Del mismo modo puede un pueblo no querer o no poder cumplir las obligaciones que le imponga una forma determinada de gobierno. Un pueblo grosero, aunque sensible hasta cierto punto a los beneficios de la sociedad civilizada, tal vez no se someta a los sacrificios que esta sociedad lleva consigo; pueden ser sus pasiones demasiado violentas o su orgullo personal muy tiránico para renunciar a las luchas privadas, remitiendo a las leyes la venganza de sus agravios, reales o supuestos. En tal caso, un gobierno civilizado, para ofrecer realmente alguna ventaja, deberá mostrarse despótico en grado considerable, no sufrir ninguna cortapisa de parte del pueblo e imponerle siempre gran suma de coacción legal.
Tal otro pueblo, diremos aun, no es susceptible sino de una libertad parcial o limitada porque no quiere concurrir activamente con la ley y las autoridades a la represión de los malhechores; un pueblo dispuesto más bien a ocultar a un criminal que a detenerlo: un pueblo, que como los indios, cometerá un perjuro para salvar al hombre que le ha robado, antes que tornarse la pena de deponer contra él y atraerse su venganza: un pueblo en donde (como sucede en algunas naciones de Europa y de la Europa moderna) se pasan a la otra acera al ver que un hombre asesina a otro en medio de la vía pública, porque este es asunto que incumbe a la policía, y porque es preferible no mezclarse en lo que no nos atañe personalmente: un pueblo, en fin, que se indigna con una ejecución y no se asombra de un asesinato, ese pueblo necesita autoridades represivas y vigorosamente armadas, porque en ello estriban las únicas garantías de las condiciones primeras y más indispensables de la vida civilizada. Ese deplorable estado de sentimientos en un pueblo que abandona en su marcha la vida salvaje es sin duda alguna la consecuencia ordinaria de un mal gobierno anterior, que enseñó a los hombres a considerar la ley como creada para otro objeto que su bien, y a sus intérpretes como enemigos peores que los que la violan abiertamente. Mas por poca responsabilidad que quepa a los que en dichas circunstancias piensan así y aunque, en último término, pueda ser desarraigada esa preocupación por un gobierno mejor, no obstante, mientras exista, el pueblo así dispuesto, no puede ser gobernado tan libremente como otro cuyas simpatías están del lado de la ley y que presta voluntariamente su asistencia a la ejecución de la misma.
Las instituciones representativas tienen también poco valor, y pueden ser simples instrumentos de tiranía o de intriga, cuando la masa de los electores no se interesa lo bastante en el gobierno para votar, o cuando la mayor parte de los electores, en vez de votar según los motivos del bien público, venden su sufragio o lo dan a instigación de alguna persona influyente, cuyas simpatías tratan de captarse por razones de conveniencia. La elección popular practicada en esta forma, en vez de garantía contra un mal gobierno, es solamente una rueda más en su mecanismo.

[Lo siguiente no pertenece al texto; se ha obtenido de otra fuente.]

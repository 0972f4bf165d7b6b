//! Deterministic risk scoring.
//!
//! Two rule sets live here and are never blended:
//! - prevention rules (`assess`), used for full form records and as the report
//!   client's fallback;
//! - clinic screening rules (`screen`), used by the analyze endpoints for the short
//!   payloads, including the age brackets that only the clinic rules apply.
//!
//! Both are total: every input produces an assessment.

use serde::{Deserialize, Serialize};

use crate::services::bands::{Band, LATE_STAGE_WEEK};
use crate::services::patient::{bmi, PatientInput, StressLevel};

pub const HIGH_THRESHOLD: u8 = 60;
pub const MODERATE_THRESHOLD: u8 = 30;

pub const PREVENTION_MODEL: &str = "rule-based-prevention-v1";
pub const SCREENING_ADULT_MODEL: &str = "rule-based-v2";
pub const SCREENING_PREGNANCY_MODEL: &str = "rule-based-pregnancy-v1";

pub const NO_DOMINANT_RISK: &str = "No dominant high-risk marker detected";
pub const NO_ADULT_PATTERN: &str = "No high-priority risk patterns detected";
pub const NO_MATERNAL_PATTERN: &str = "No high-priority maternal risk patterns detected";

const PREVENTION_BASE: i32 = 15;
const PREVENTION_FLOOR: i32 = 5;
const PREVENTION_CEILING: i32 = 98;

const SCREENING_ADULT_BASE: i32 = 5;
const SCREENING_PREGNANCY_BASE: i32 = 8;

#[derive(Debug, Clone, Copy, PartialEq, Eq, Serialize, Deserialize)]
pub enum RiskLevel {
    Low,
    Moderate,
    High,
}

impl RiskLevel {
    pub fn from_score(score: u8) -> Self {
        if score >= HIGH_THRESHOLD {
            Self::High
        } else if score >= MODERATE_THRESHOLD {
            Self::Moderate
        } else {
            Self::Low
        }
    }

    /// Exact match only; anything else is re-derived from the score by callers.
    pub fn parse(value: &str) -> Option<Self> {
        match value {
            "Low" => Some(Self::Low),
            "Moderate" => Some(Self::Moderate),
            "High" => Some(Self::High),
            _ => None,
        }
    }
}

impl std::fmt::Display for RiskLevel {
    fn fmt(&self, f: &mut std::fmt::Formatter<'_>) -> std::fmt::Result {
        match self {
            Self::Low => write!(f, "Low"),
            Self::Moderate => write!(f, "Moderate"),
            Self::High => write!(f, "High"),
        }
    }
}

#[derive(Debug, Clone, Copy, PartialEq, Eq, Serialize, Deserialize)]
#[serde(rename_all = "lowercase")]
pub enum AnalysisSource {
    Ai,
    Fallback,
}

impl AnalysisSource {
    pub fn as_str(&self) -> &'static str {
        match self {
            Self::Ai => "ai",
            Self::Fallback => "fallback",
        }
    }
}

#[derive(Debug, Clone, PartialEq, Serialize)]
#[serde(rename_all = "camelCase")]
pub struct RiskAssessment {
    pub risk_score: u8,
    pub risk_level: RiskLevel,
    /// Insertion order is rule evaluation order.
    pub detected_risks: Vec<String>,
    pub recommendations: Vec<String>,
    pub report: String,
    pub source: AnalysisSource,
    pub model: String,
}

impl RiskAssessment {
    pub fn score_label(&self) -> String {
        format!("{}%", self.risk_score)
    }
}

/// Running score plus the risk and advice entries each fired rule appends.
struct Tally {
    score: i32,
    risks: Vec<String>,
    advice: Vec<String>,
}

impl Tally {
    fn new(base: i32) -> Self {
        Self {
            score: base,
            risks: Vec::new(),
            advice: Vec::new(),
        }
    }

    fn add(&mut self, points: i32) {
        self.score += points;
    }

    fn flag(&mut self, points: i32, risk: &str) {
        self.score += points;
        push_unique(&mut self.risks, risk);
    }

    fn flag_with_advice(&mut self, points: i32, risk: &str, advice: &str) {
        self.flag(points, risk);
        push_unique(&mut self.advice, advice);
    }

    fn clamped(&self, floor: i32, ceiling: i32) -> u8 {
        self.score.clamp(floor, ceiling) as u8
    }

    fn risks_or(self, sentinel: &str) -> (Vec<String>, Vec<String>) {
        let risks = if self.risks.is_empty() {
            vec![sentinel.to_string()]
        } else {
            self.risks
        };
        (risks, self.advice)
    }
}

fn push_unique(list: &mut Vec<String>, entry: &str) {
    if !list.iter().any(|e| e == entry) {
        list.push(entry.to_string());
    }
}

/// Prevention rules. Rule order: BMI, blood pressure, blood sugar, stress,
/// then pregnancy-specific rules. Score is clamped to [5, 98].
pub fn assess(input: &PatientInput) -> RiskAssessment {
    let vitals = input.vitals();
    let mut tally = Tally::new(PREVENTION_BASE);

    let bmi = vitals.bmi();
    if bmi >= 30.0 {
        tally.flag(20, "Elevated BMI profile");
    } else if bmi >= 25.0 {
        tally.flag(12, "Overweight range");
    }

    if vitals.bp_elevated() {
        tally.flag(25, "High blood pressure trend");
    } else if vitals.bp_borderline() {
        tally.flag(12, "Borderline blood pressure");
    }

    if vitals.sugar_elevated() {
        tally.flag(25, "High blood sugar trend");
    } else if vitals.sugar_borderline() {
        tally.flag(12, "Borderline blood sugar");
    }

    match vitals.stress {
        Some(StressLevel::High) => tally.flag(12, "High stress load"),
        Some(StressLevel::Medium) => tally.add(6),
        _ => {}
    }

    if let PatientInput::PregnantWoman(p) = input {
        if p.history_high_risk_pregnancy {
            tally.flag(14, "History of high-risk pregnancy");
        }
        if p.gestational_age_weeks >= LATE_STAGE_WEEK {
            tally.flag(6, "Late-stage pregnancy monitoring needs");
        }
    }

    let score = tally.clamped(PREVENTION_FLOOR, PREVENTION_CEILING);
    let (detected_risks, _) = tally.risks_or(NO_DOMINANT_RISK);
    let band = Band::select(input);

    RiskAssessment {
        risk_score: score,
        risk_level: RiskLevel::from_score(score),
        detected_risks,
        recommendations: band.suggestions().iter().map(|s| s.to_string()).collect(),
        report: band.report().to_string(),
        source: AnalysisSource::Fallback,
        model: PREVENTION_MODEL.to_string(),
    }
}

/// Clinic screening rules for the short analyze payloads. Score is clamped to
/// [0, 100]; every fired rule contributes one risk and one piece of advice.
pub fn screen(input: &PatientInput) -> RiskAssessment {
    let (mut tally, sentinel, default_advice, model) = match input {
        PatientInput::GeneralAdult(a) => (
            screen_adult(a.age, a.height, a.weight, a.blood_pressure_systolic),
            NO_ADULT_PATTERN,
            "Maintain healthy lifestyle",
            SCREENING_ADULT_MODEL,
        ),
        PatientInput::PregnantWoman(p) => (
            screen_pregnancy(p.age, p.weight, p.gestational_age_weeks),
            NO_MATERNAL_PATTERN,
            "Continue routine prenatal care",
            SCREENING_PREGNANCY_MODEL,
        ),
    };

    let score = tally.clamped(0, 100);
    if tally.advice.is_empty() {
        tally.advice.push(default_advice.to_string());
    }
    let (detected_risks, recommendations) = tally.risks_or(sentinel);

    RiskAssessment {
        risk_score: score,
        risk_level: RiskLevel::from_score(score),
        detected_risks,
        recommendations,
        report: Band::select(input).report().to_string(),
        source: AnalysisSource::Fallback,
        model: model.to_string(),
    }
}

fn screen_adult(age: u32, height: f64, weight: f64, systolic: f64) -> Tally {
    let mut tally = Tally::new(SCREENING_ADULT_BASE);

    let bmi = bmi(height, weight);
    if bmi >= 30.0 {
        tally.flag_with_advice(
            30,
            "BMI in obese range",
            "Aim for gradual weight loss with a balanced calorie deficit",
        );
    } else if bmi >= 25.0 {
        tally.flag_with_advice(
            18,
            "BMI in overweight range",
            "Increase weekly activity and improve meal quality",
        );
    }

    // The short payload carries a single reading, taken as systolic.
    if systolic >= 140.0 {
        tally.flag_with_advice(
            30,
            "Systolic blood pressure is high",
            "Check blood pressure regularly and reduce sodium intake",
        );
    } else if systolic >= 130.0 {
        tally.flag_with_advice(
            18,
            "Systolic blood pressure is elevated",
            "Prioritize daily movement and stress management",
        );
    }

    if age >= 60 {
        tally.flag_with_advice(
            18,
            "Age-related cardiovascular risk",
            "Schedule regular preventive checkups",
        );
    } else if age >= 45 {
        tally.flag_with_advice(
            10,
            "Midlife metabolic risk considerations",
            "Monitor blood sugar and lipids routinely",
        );
    }

    tally
}

fn screen_pregnancy(age: u32, weight: f64, weeks: u32) -> Tally {
    let mut tally = Tally::new(SCREENING_PREGNANCY_BASE);

    if age >= 35 {
        tally.flag_with_advice(
            18,
            "Advanced maternal age",
            "Follow high-risk prenatal screening schedule",
        );
    }

    if weeks < 12 {
        tally.flag_with_advice(
            8,
            "Early pregnancy requires close symptom monitoring",
            "Keep regular first-trimester prenatal visits",
        );
    } else if weeks >= LATE_STAGE_WEEK {
        tally.flag_with_advice(
            10,
            "Third trimester monitoring needed",
            "Track fetal movement and blood pressure regularly",
        );
    }

    if weight >= 95.0 {
        tally.flag_with_advice(
            14,
            "Higher weight may increase pregnancy complications",
            "Work with your clinician on nutrition and activity plan",
        );
    }

    tally
}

Además de los obstáculos morales las dificultades materiales son con frecuencia impedimento insuperable a las formas de gobierno. En el mundo antiguo, aunque haya podido haber, y hubiese de hecho, gran independencia individual, era imposible la existencia de un gobierno popular regular fuera de los muros de una población, de una ciudad, porque las condiciones físicas indispensables para formar y propagar una opinión no se encontraban sino entre aquellos que podían reunirse y discutir los asuntos públicos en la misma ágora. Créese generalmente que este obstáculo ha desaparecido desde la adopción del sistema representativo. Pero para obviarle por completo, ha sido necesaria la prensa, y la prensa diana, equivalente real, aunque incompleto bajo muchos conceptos, del Forum y del Pnyx. Ha habido estados en la sociedad en que la misma monarquía no podía subsistir sobre una gran extensión de territorio sin fraccionarse inevitablemente en pequeños principados, independientes unos de otros o unidos por lazos tan débiles como el feudalismo, y todo porque el mecanismo de la autoridad no era bastante perfecto para hacer obedecer las órdenes del gobierno a gran distancia de su asiento. El gobierno no tenía más garantía de respeto, hasta de parte de su ejército, que la fidelidad voluntaria, ignorándose el medio de sacar al pueblo impuestos bastantes al sostenimiento de la fuerza necesaria para mantener en la obediencia un vasto territorio. En estos casos, y en todos los parecidos, es necesario comprender bien que la fuerza del obstáculo puede ser mayor o menor: el obstáculo puede ser bastante grande para hacer muy defectuosas las operaciones de un gobierno sin comprometer su existencia, o no llegar a impedir que ese gobierno sea preferible en la práctica a cualquiera otro. Esta última cuestión descansa principalmente sobre un hecho al que no hemos llegado todavía: la tendencia de las diferentes formas de gobierno a favorecer el progreso.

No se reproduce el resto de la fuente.